I will explain how a slight but careful modification of this definition makes it possible to accommodate wide trees directly, yielding a more streamlined proof of Džamonja and Shelah’s result. More precisely, for every $\kappa$-wide Aronszajn tree $T$, there is a ccc forcing adding an Aronszajn tree $T^*$ and a function $c$ such that $(T^*, T, c)$ is what I call a left specializing triple.
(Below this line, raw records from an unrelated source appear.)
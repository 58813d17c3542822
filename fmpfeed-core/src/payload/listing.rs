use serde::{Deserialize, Serialize};

use crate::mapper::{FieldSpec, Payload};
use crate::validate::Number;

#[derive(Debug, Clone, PartialEq, Serialize, Deserialize)]
pub struct Index {
    pub symbol: String,
    pub name: String,
    pub exchange: String,
    pub currency: String,
}

impl Payload for Index {
    const ENTITY: &'static str = "index";
    const SCHEMA: &'static [FieldSpec] = &[
        FieldSpec::key("symbol"),
        FieldSpec::string("name"),
        FieldSpec::string("exchange"),
        FieldSpec::string("currency"),
    ];
}

#[derive(Debug, Clone, PartialEq, Serialize, Deserialize)]
#[serde(rename_all = "camelCase")]
pub struct Cryptocurrency {
    pub symbol: String,
    pub name: String,
    pub exchange: String,
    pub ico_date: Option<String>,
    pub circulating_supply: Option<Number>,
    pub total_supply: Option<Number>,
}

impl Payload for Cryptocurrency {
    const ENTITY: &'static str = "cryptocurrency";
    const SCHEMA: &'static [FieldSpec] = &[
        FieldSpec::key("symbol"),
        FieldSpec::string("name"),
        FieldSpec::string("exchange"),
        FieldSpec::nullable_string("icoDate"),
        FieldSpec::nullable_number("circulatingSupply"),
        FieldSpec::nullable_number("totalSupply"),
    ];
}

#[derive(Debug, Clone, PartialEq, Serialize, Deserialize)]
#[serde(rename_all = "camelCase")]
pub struct Stock {
    pub symbol: String,
    pub company_name: Option<String>,
}

impl Payload for Stock {
    const ENTITY: &'static str = "stock";
    const SCHEMA: &'static [FieldSpec] = &[
        FieldSpec::key("symbol"),
        FieldSpec::nullable_string("companyName"),
    ];
}

#[derive(Debug, Clone, PartialEq, Serialize, Deserialize)]
#[serde(rename_all = "camelCase")]
pub struct FinancialStatementSymbol {
    pub symbol: String,
    pub company_name: String,
    pub trading_currency: String,
    pub reporting_currency: Option<String>,
}

impl Payload for FinancialStatementSymbol {
    const ENTITY: &'static str = "financial statement symbol";
    const SCHEMA: &'static [FieldSpec] = &[
        FieldSpec::key("symbol"),
        FieldSpec::string("companyName"),
        FieldSpec::string("tradingCurrency"),
        FieldSpec::nullable_string("reportingCurrency"),
    ];
}

#[cfg(test)]
mod tests {
    use super::*;
    use crate::record::RawRecord;
    use crate::validate::{FailureKind, ValidationMode};
    use serde_json::json;

    #[test]
    fn cryptocurrency_keeps_numeric_shape() {
        let raw = RawRecord::new(json!({
            "symbol": "BTCUSD",
            "name": "Bitcoin USD",
            "exchange": "CCC",
            "icoDate": null,
            "circulatingSupply": 19_500_000,
            "totalSupply": 21e6
        }));
        let coin = Cryptocurrency::from_raw(&raw, ValidationMode::Strict).unwrap();
        assert_eq!(coin.circulating_supply, Some(Number::Int(19_500_000)));
        assert_eq!(coin.total_supply, Some(Number::Float(21e6)));
        assert_eq!(coin.ico_date, None);
    }

    #[test]
    fn stock_requires_company_name_key() {
        let raw = RawRecord::new(json!({ "symbol": "AAPL" }));
        let failure = Stock::from_raw(&raw, ValidationMode::Strict).unwrap_err();
        assert_eq!(failure.kind, FailureKind::MissingField);
        assert_eq!(
            failure.to_string(),
            "The stock in AAPL must contain a \"companyName\" key."
        );
    }

    #[test]
    fn index_rejects_blank_currency() {
        let raw = RawRecord::new(json!({
            "symbol": "^GSPC",
            "name": "S&P 500",
            "exchange": "SNP",
            "currency": ""
        }));
        let failure = Index::from_raw(&raw, ValidationMode::Strict).unwrap_err();
        assert_eq!(failure.field.as_deref(), Some("currency"));
        assert_eq!(failure.context.as_deref(), Some("^GSPC"));
    }

    #[test]
    fn statement_symbol_allows_missing_reporting_currency() {
        let raw = RawRecord::new(json!({
            "symbol": "6898.HK",
            "companyName": "China Aluminum Cans Holdings Limited",
            "tradingCurrency": "HKD",
            "reportingCurrency": null
        }));
        let symbol = FinancialStatementSymbol::from_raw(&raw, ValidationMode::Strict).unwrap();
        assert_eq!(symbol.reporting_currency, None);
    }
}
From this, one quickly recovers Džamonja-Shelah’s theorem: under Martin’s axiom, every class of trees of height $\omega_1$ and size less than the continuum but with no cofinal branches either is not universal for Aronszajn trees, or has universality number equal to the continuum.

Finally, I will indicate how the modified definition can also be used to show that this consequence of Martin’s axiom is consistent with the existence of a nonspecial Aronszajn tree.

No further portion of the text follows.